Arslan’s stripped-down approach may well deserve the epithet “masterly,” but only in the modest sense of such acknowledged forebears as Irving Lerner or Don Siegel, whom Arslan cites as an influence for his preferred style of laconic, almost “neutral” acting he likewise admires in Hollywood films of the ’30s … Although the director says that the heist sum of 600,000 Euros was simply chosen in order to remain realistic, it seems hardly a coincidence that it is slightly higher than the budget of In the Shadows itself.

A different sort of thing for Maddin, his most restrained feature. More Bunuelian perhaps, tricking viewers with a political arthouse drama with Cate Blanchett then gradually accumulating unnatural quirks until the giant brain in the woods is only a distraction from whether sentient pedo-hunting AI has Lawnmower-Manned all communications in an apparently depopulated Germany. Seven world leaders were in a gazebo hard at work crafting the most bland and vague statement they could, when they found themselves cut off from outside contact. Each one gets their standout moment, but Canada (the most emotional and least respected) steps up during the crisis, triumphantly editing and reading their final statement aloud to the masturbating bog people.

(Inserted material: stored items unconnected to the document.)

//! Storage error types.

use std::path::PathBuf;

use thiserror::Error;

/// Errors raised by key-value store backends.
#[derive(Debug, Error)]
pub enum StorageError {
    /// Reading or writing the backing file failed.
    #[error("storage I/O error at '{path}': {source}")]
    Io {
        path: PathBuf,
        #[source]
        source: std::io::Error,
    },

    /// A stored value could not be encoded or decoded.
    #[error("storage serialization error for key '{key}': {source}")]
    Serialization {
        key: String,
        #[source]
        source: serde_json::Error,
    },

    /// A key contains characters that cannot map to a file name.
    #[error("invalid storage key: {0}")]
    InvalidKey(String),
}

impl StorageError {
    pub(crate) fn io(path: impl Into<PathBuf>, source: std::io::Error) -> Self {
        Self::Io {
            path: path.into(),
            source,
        }
    }

    pub(crate) fn serialization(key: impl Into<String>, source: serde_json::Error) -> Self {
        Self::Serialization {
            key: key.into(),
            source,
        }
    }
}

Germany is the Australian Blanchett, Canada is Roy Dupuis (I think he’s the woodsman who yells “strong men!” in Forbidden Room, which also features a giant brain). UK is late Shyamalan fave Nikki Amuka-Bird, USA is the inexplicably British gent Charles Dance (who I just saw in The First Omen). Then there’s Italy (I got nothing on Rolando Ravello), France (Denis Ménochet, the violent PTSD guy in Beau Is Afraid), and Japan (Takehiro Hira of the new Shogun). They come across two suicidal European Union workers: Zlatko Buric of Triangle of Sadness, and Alicia Vikander, subject of the best joke in the movie (they think the brain’s influence has got her speaking in ancient lost languages, but it turns out to just be Swedish).